Coder Perfect

Select n random rows from SQL Server table

Problem

I have a SQL Server table with approximately 50,000 rows. I’d like to choose 5,000 of those rows at random. I’ve considered a more involved approach, such as creating a temp table with a “random number” column, copying my table into it, looping over the temp table and updating each row with RAND(), and then picking rows where the random number column is less than 0.1. I’m searching for an easier way to do that, preferably in a single statement.

The NEWID() function is recommended in this article. That appears promising, but I’m not sure how I’d be able to select a specific % of rows with any certainty.

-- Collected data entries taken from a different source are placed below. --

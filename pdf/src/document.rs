//! Whole-file parsing: header, optional linearization block and the body sections, and their
//! normalization into a [`Context`].
//!
//! Sections are read in the order they appear in the file; `/Prev` chains are not followed.
//! A later section's definition of an object replaces an earlier one.

use std::cell::Cell;

use crate::context::{Context, PdfHeader, TrailerInfo};
use crate::error::*;
use crate::object::*;
use crate::options::ParseOptions;
use crate::parser::{Lexer, parse_indirect_object, parse_xref_table, parse_trailer, decode_xref_stream, is_xref_stream};
use crate::primitive::{Primitive, DictKind};
use crate::xref::{XRef, XRefSection, Trailer};

const HEADER: &[u8] = b"%PDF-";

/// One body of the file: objects, then an optional `xref` table, then the trailer.
///
/// Sections that use an xref stream keep it among `objects`.
#[derive(Debug, Clone, Default)]
pub struct ParsedSection {
    pub objects: Vec<IndirectObject>,
    pub xref: Option<XRefSection>,
    pub trailer: Option<Trailer>,
}

impl ParsedSection {
    /// Entries of the section's xref table and of any xref streams among its objects.
    pub fn xref_sections(&self) -> Result<Vec<XRefSection>> {
        let mut sections: Vec<XRefSection> = self.xref.iter().cloned().collect();
        for obj in &self.objects {
            if let Primitive::Stream(ref s) = obj.value {
                if is_xref_stream(&obj.value) {
                    sections.push(t!(decode_xref_stream(s)));
                }
            }
        }
        Ok(sections)
    }

    fn has_xref_stream(&self) -> bool {
        self.objects.iter().any(|o| is_xref_stream(&o.value))
    }
}

/// The file as read, before normalization.
#[derive(Debug, Clone)]
pub struct ParsedDocument {
    pub header: PdfHeader,
    /// The linearization parameter dictionary with the first-page xref section and trailer.
    pub linearization: Option<ParsedSection>,
    pub original: ParsedSection,
    /// Incremental updates, oldest first.
    pub updates: Vec<ParsedSection>,
}

impl ParsedDocument {
    /// Merge every section into one object graph.
    ///
    /// Within a section, objects stored in object streams come first and direct definitions
    /// override them. Object streams and xref streams themselves are not kept. Free entries of
    /// update sections delete older generations of the objects they name.
    pub fn into_context(self, options: &ParseOptions) -> Result<Context> {
        let mut ctx = Context::new();
        ctx.header = self.header;

        let sections = self.linearization.into_iter().map(|s| (false, s))
            .chain(std::iter::once((false, self.original)))
            .chain(self.updates.into_iter().map(|s| (true, s)));
        for (is_update, section) in sections {
            t!(merge_section(&mut ctx, section, is_update, options));
        }
        debug!("{} objects after normalization", ctx.len());
        Ok(ctx)
    }
}

fn merge_section(ctx: &mut Context, section: ParsedSection, is_update: bool, options: &ParseOptions) -> Result<()> {
    if is_update && options.apply_deletions {
        for xref in t!(section.xref_sections()) {
            for (id, entry) in xref.iter() {
                if let XRef::Free { gen_nr, .. } = *entry {
                    if id != 0 {
                        delete_older(ctx, id, gen_nr);
                    }
                }
            }
        }
    }

    let mut trailer_dict = section.trailer.and_then(|t| t.dict);
    let mut compressed = Vec::new();
    let mut direct = Vec::new();
    for obj in section.objects {
        match obj.value {
            Primitive::Stream(ref s) if ObjectStream::is_object_stream(s) => {
                let objstm = t!(ObjectStream::parse(s));
                trace!("object stream {} holds {} objects", obj.reference, objstm.n_objects());
                compressed.extend(t!(objstm.objects()));
            }
            Primitive::Stream(ref s) if is_xref_stream(&obj.value) => {
                if trailer_dict.is_none() {
                    trailer_dict = Some(s.info.clone());
                }
            }
            Primitive::Dictionary(ref d) if d.kind() == DictKind::LinearizationParams && !options.keep_linearization_dict => {
                debug!("dropping linearization parameters {}", obj.reference);
            }
            _ => direct.push(obj),
        }
    }

    for obj in compressed.into_iter().chain(direct) {
        if t!(ctx.lookup_maybe(obj.reference, None)).is_some() {
            warn!("{} is redefined; keeping the later definition", obj.reference);
        }
        ctx.assign(obj.reference, obj.value);
    }

    if let Some(dict) = trailer_dict {
        ctx.trailer_info = TrailerInfo::from_dict(&dict);
    }
    Ok(())
}

/// A free entry with generation `gen_nr` ends every earlier generation of object `id`.
fn delete_older(ctx: &mut Context, id: ObjNr, gen_nr: GenNr) {
    let stale: Vec<PlainRef> = ctx.generations(id).filter(|r| r.gen_nr() < gen_nr).collect();
    for r in stale {
        debug!("{} deleted by update", r);
        ctx.delete(r);
    }
}

#[derive(Copy, Clone, Debug, PartialEq, Eq)]
enum ParseState {
    Ready,
    Parsing,
    Done,
}

/// Reads a complete PDF file from memory. Each parser parses once.
pub struct DocumentParser<'a> {
    data: &'a [u8],
    options: ParseOptions,
    state: Cell<ParseState>,
}

impl<'a> DocumentParser<'a> {
    pub fn new(data: &'a [u8]) -> DocumentParser<'a> {
        DocumentParser::with_options(data, ParseOptions::default())
    }
    pub fn with_options(data: &'a [u8], options: ParseOptions) -> DocumentParser<'a> {
        DocumentParser {
            data,
            options,
            state: Cell::new(ParseState::Ready),
        }
    }
    pub fn options(&self) -> &ParseOptions {
        &self.options
    }

    pub fn parse(&self) -> Result<ParsedDocument> {
        match self.state.get() {
            ParseState::Parsing => return Err(PdfError::ReentrantParse),
            ParseState::Done => return Err(PdfError::Reparse { what: "DocumentParser::parse" }),
            ParseState::Ready => {}
        }
        self.state.set(ParseState::Parsing);
        let result = self.parse_document();
        self.state.set(ParseState::Done);
        result
    }

    /// Parse and normalize.
    pub fn parse_into_context(&self) -> Result<Context> {
        let document = self.parse()?;
        document.into_context(&self.options)
    }

    fn parse_document(&self) -> Result<ParsedDocument> {
        let mut lexer = Lexer::new(self.data);
        let header = t!(self.parse_header(&mut lexer));
        debug!("header {}", header);

        let first = t!(parse_indirect_object(&mut lexer));
        let (linearization, first) = match first {
            Some(obj) if is_linearization_dict(&obj.value) => (Some(t!(self.parse_linearization(&mut lexer, obj))), None),
            first => (None, first),
        };

        let original = t!(self.parse_section(&mut lexer, first));
        let mut updates = Vec::new();
        while !lexer.is_empty() {
            debug!("update section {} at {}", updates.len() + 1, lexer.file_pos());
            updates.push(t!(self.parse_section(&mut lexer, None)));
        }

        Ok(ParsedDocument { header, linearization, original, updates })
    }

    /// `%PDF-M.m` within the first `header_search_limit` bytes. The lexer is left at the end of
    /// the header line.
    fn parse_header(&self, lexer: &mut Lexer) -> Result<PdfHeader> {
        let data = self.data;
        let limit = self.options.header_search_limit.saturating_add(HEADER.len()).min(data.len());
        let start = match data[.. limit].windows(HEADER.len()).position(|w| w == HEADER) {
            Some(start) => start,
            None => return Err(PdfError::MissingHeader { pos: lexer.position(0) }),
        };
        if start > 0 {
            warn!("{} bytes before the PDF header", start);
        }

        let mut pos = start + HEADER.len();
        let major = read_version_number(data, &mut pos);
        let dot = data.get(pos) == Some(&b'.');
        if dot {
            pos += 1;
        }
        let minor = read_version_number(data, &mut pos);
        let header = match (major, dot, minor) {
            (Some(major), true, Some(minor)) => PdfHeader { major, minor },
            _ => return Err(PdfError::MissingHeader { pos: lexer.position(start) }),
        };

        while pos < data.len() && !matches!(data[pos], b'\n' | b'\r') {
            pos += 1;
        }
        lexer.set_pos(pos);
        Ok(header)
    }

    /// The linearization parameters must be followed by the first-page xref section: a table
    /// with its trailer, or an xref stream.
    fn parse_linearization(&self, lexer: &mut Lexer, params: IndirectObject) -> Result<ParsedSection> {
        debug!("linearized file, parameters in {}", params.reference);
        let mut objects = vec![params];
        if let Some(xref) = t!(parse_xref_table(lexer)) {
            let pos = lexer.here();
            let trailer = match t!(parse_trailer(lexer)) {
                Some(trailer) => trailer,
                None => return Err(PdfError::MissingKeyword { pos, keyword: "trailer" }),
            };
            return Ok(ParsedSection { objects, xref: Some(xref), trailer: Some(trailer) });
        }

        let pos = lexer.here();
        match t!(parse_indirect_object(lexer)) {
            Some(obj) if is_xref_stream(&obj.value) => {
                objects.push(obj);
                let trailer = t!(parse_trailer(lexer));
                Ok(ParsedSection { objects, xref: None, trailer })
            }
            _ => Err(PdfError::MissingKeyword { pos, keyword: "xref" }),
        }
    }

    /// Objects until none match, an optional `xref` table, then the trailer.
    fn parse_section(&self, lexer: &mut Lexer, first: Option<IndirectObject>) -> Result<ParsedSection> {
        let mut section = ParsedSection {
            objects: first.into_iter().collect(),
            .. ParsedSection::default()
        };
        while let Some(obj) = t!(parse_indirect_object(lexer)) {
            section.objects.push(obj);
        }
        section.xref = t!(parse_xref_table(lexer));

        lexer.skip_filler();
        let pos = lexer.here();
        section.trailer = t!(parse_trailer(lexer));
        match section.trailer {
            Some(Trailer { dict: Some(_), .. }) => {}
            Some(Trailer { dict: None, startxref }) => {
                if !section.has_xref_stream() {
                    if !self.options.allow_degraded_trailer {
                        return Err(PdfError::MissingKeyword { pos, keyword: "trailer" });
                    }
                    warn!("section without trailer dictionary; only startxref {} recovered", startxref);
                }
            }
            None if !lexer.is_empty() => return Err(lexer.stalled()),
            None => {
                if !self.options.allow_degraded_trailer {
                    return Err(PdfError::MissingKeyword { pos, keyword: "trailer" });
                }
                warn!("file ends without a trailer");
            }
        }
        debug!("section with {} objects, xref table: {}", section.objects.len(), section.xref.is_some());
        Ok(section)
    }
}

fn is_linearization_dict(value: &Primitive) -> bool {
    matches!(value, Primitive::Dictionary(d) if d.kind() == DictKind::LinearizationParams)
}

fn read_version_number(data: &[u8], pos: &mut usize) -> Option<u8> {
    let start = *pos;
    while data.get(*pos).map_or(false, u8::is_ascii_digit) {
        *pos += 1;
    }
    std::str::from_utf8(&data[start .. *pos]).ok()?.parse().ok()
}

Has anyone tried this before? Do you have any suggestions?

Asked by John M Gant

Solution #1

select top 10 percent * from [yourtable] order by newid()

In response to the comment about huge tables being “pure trash,” you might do it this way to increase performance.

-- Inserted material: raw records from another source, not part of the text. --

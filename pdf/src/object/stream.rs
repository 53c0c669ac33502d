use crate::object::*;
use crate::primitive::*;
use crate::error::*;
use crate::parser::{Lexer, parse_with_lexer, ParseFlags};

use std::io::Write;

/// A decoded `/Type /ObjStm` stream: `N` pairs of (object number, offset) followed by the
/// objects themselves, starting at `/First`.
pub struct ObjectStream {
    /// Object number and byte offset (relative to `first`) of each object.
    entries: Vec<(ObjNr, usize)>,
    first: usize,
    data: Vec<u8>,
}

impl ObjectStream {
    pub fn is_object_stream(stream: &PdfStream) -> bool {
        stream.info.get_type() == Some("ObjStm")
    }

    pub fn parse(stream: &PdfStream) -> Result<ObjectStream> {
        let n = t!(stream.info.get_required("ObjStm", "N")).as_usize()?;
        let first = t!(stream.info.get_required("ObjStm", "First")).as_usize()?;
        let data = t!(stream.decode()).into_owned();

        let header_len = first.min(data.len());
        // every pair takes at least two bytes of header, whatever /N claims
        let mut entries = Vec::with_capacity(n.min(header_len / 2));
        {
            let header = &data[.. header_len];
            let mut lexer = Lexer::new(header);
            for _ in 0 .. n {
                let obj_nr = t!(lexer.next_as::<ObjNr>());
                let offset = t!(lexer.next_as::<usize>());
                entries.push((obj_nr, offset));
            }
        }
        debug!("object stream with {} objects", n);

        Ok(ObjectStream { entries, first, data })
    }

    /// Absolute position of an entry's offset within the decoded data.
    fn data_pos(&self, offset: usize) -> Result<usize> {
        match self.first.checked_add(offset) {
            Some(pos) => Ok(pos),
            None => bail!("object stream offset {} past /First {} overflows", offset, self.first),
        }
    }

    pub fn get_object_slice(&self, index: usize) -> Result<&[u8]> {
        if index >= self.entries.len() {
            err!(PdfError::ObjStmOutOfBounds {index, max: self.entries.len()});
        }
        let start = self.data_pos(self.entries[index].1)?;
        let end = match self.entries.get(index + 1) {
            Some(&(_, next)) => self.data_pos(next)?,
            None => self.data.len(),
        };
        match self.data.get(start .. end) {
            Some(slice) => Ok(slice),
            None => bail!("object {} of object stream lies outside its data ({}..{} of {})", index, start, end, self.data.len()),
        }
    }

    /// Returns the number of contained objects
    pub fn n_objects(&self) -> usize {
        self.entries.len()
    }

    /// Parse every contained object. They all have generation 0 and cannot be streams.
    pub fn objects(&self) -> Result<Vec<IndirectObject>> {
        let mut objects = Vec::with_capacity(self.entries.len());
        for (index, &(obj_nr, _)) in self.entries.iter().enumerate() {
            let slice = self.get_object_slice(index)?;
            let mut lexer = Lexer::with_offset(slice, self.data_pos(self.entries[index].1)?);
            let value = match t!(parse_with_lexer(&mut lexer, ParseFlags::ANY - ParseFlags::STREAM)) {
                Some(value) => value,
                None => return Err(lexer.stalled()),
            };
            objects.push(IndirectObject::new(PlainRef::new(obj_nr, 0), value));
        }
        Ok(objects)
    }
}

/// Collects objects for one object stream while writing.
#[derive(Default)]
pub struct ObjectStreamBuilder {
    header: Vec<u8>,
    body: Vec<u8>,
    count: usize,
}
impl ObjectStreamBuilder {
    pub fn new() -> ObjectStreamBuilder {
        ObjectStreamBuilder::default()
    }
    pub fn len(&self) -> usize {
        self.count
    }
    pub fn is_empty(&self) -> bool {
        self.count == 0
    }
    /// Append an object; returns its index in the stream.
    pub fn push(&mut self, obj_nr: ObjNr, value: &Primitive) -> Result<usize> {
        if let Primitive::Stream(_) = value {
            bail!("object {} is a stream and cannot be stored in an object stream", obj_nr);
        }
        if !self.body.is_empty() {
            self.body.push(b'\n');
        }
        write!(self.header, "{} {} ", obj_nr, self.body.len())?;
        value.serialize(&mut self.body)?;
        self.count += 1;
        Ok(self.count - 1)
    }
    pub fn build(self, compress: bool) -> PdfStream {
        let mut info = Dictionary::new();
        info.insert("Type", Primitive::name("ObjStm"));
        info.insert("N", self.count);
        info.insert("First", self.header.len());
        let mut data = self.header;
        data.extend_from_slice(&self.body);
        if compress {
            PdfStream::flate(info, data)
        } else {
            PdfStream::new(info, data)
        }
    }
}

select  * from [yourtable] where [yourPk] in 
(select top 10 percent [yourPk] from [yourtable] order by newid())

The cost will be the key scan of values plus the join cost, which should be affordable on a large table with a small percentage selection.

Answered by Ralph Shillington

Solution #2

TABLESAMPLE will provide you with almost as random and better performance, depending on your demands. This feature is available in Microsoft SQL Server 2005 and subsequent versions.

TABLESAMPLE will deliver data from random pages rather than random rows, thus it will not even retrieve data it won’t return.

I experimented on a fairly huge table.

select top 1 percent * from [tablename] order by newid()

it took more than 20 minutes

select * from [tablename] tablesample(1 percent)

took 2 minutes.

TABLESAMPLE’s performance will also improve on smaller samples, however newid’s performance will not ().

Please note that this approach is not as random as the newid() method, but it will provide a good sample.

See the MSDN page for further information.

Answered by Patrick Taylor

Solution #3

Because it must generate an id for each row and then sort them, newid()/order by will be exceedingly expensive for huge result sets.

TABLESAMPLE() is fast, but it causes results to clump together (all rows on a page will be returned).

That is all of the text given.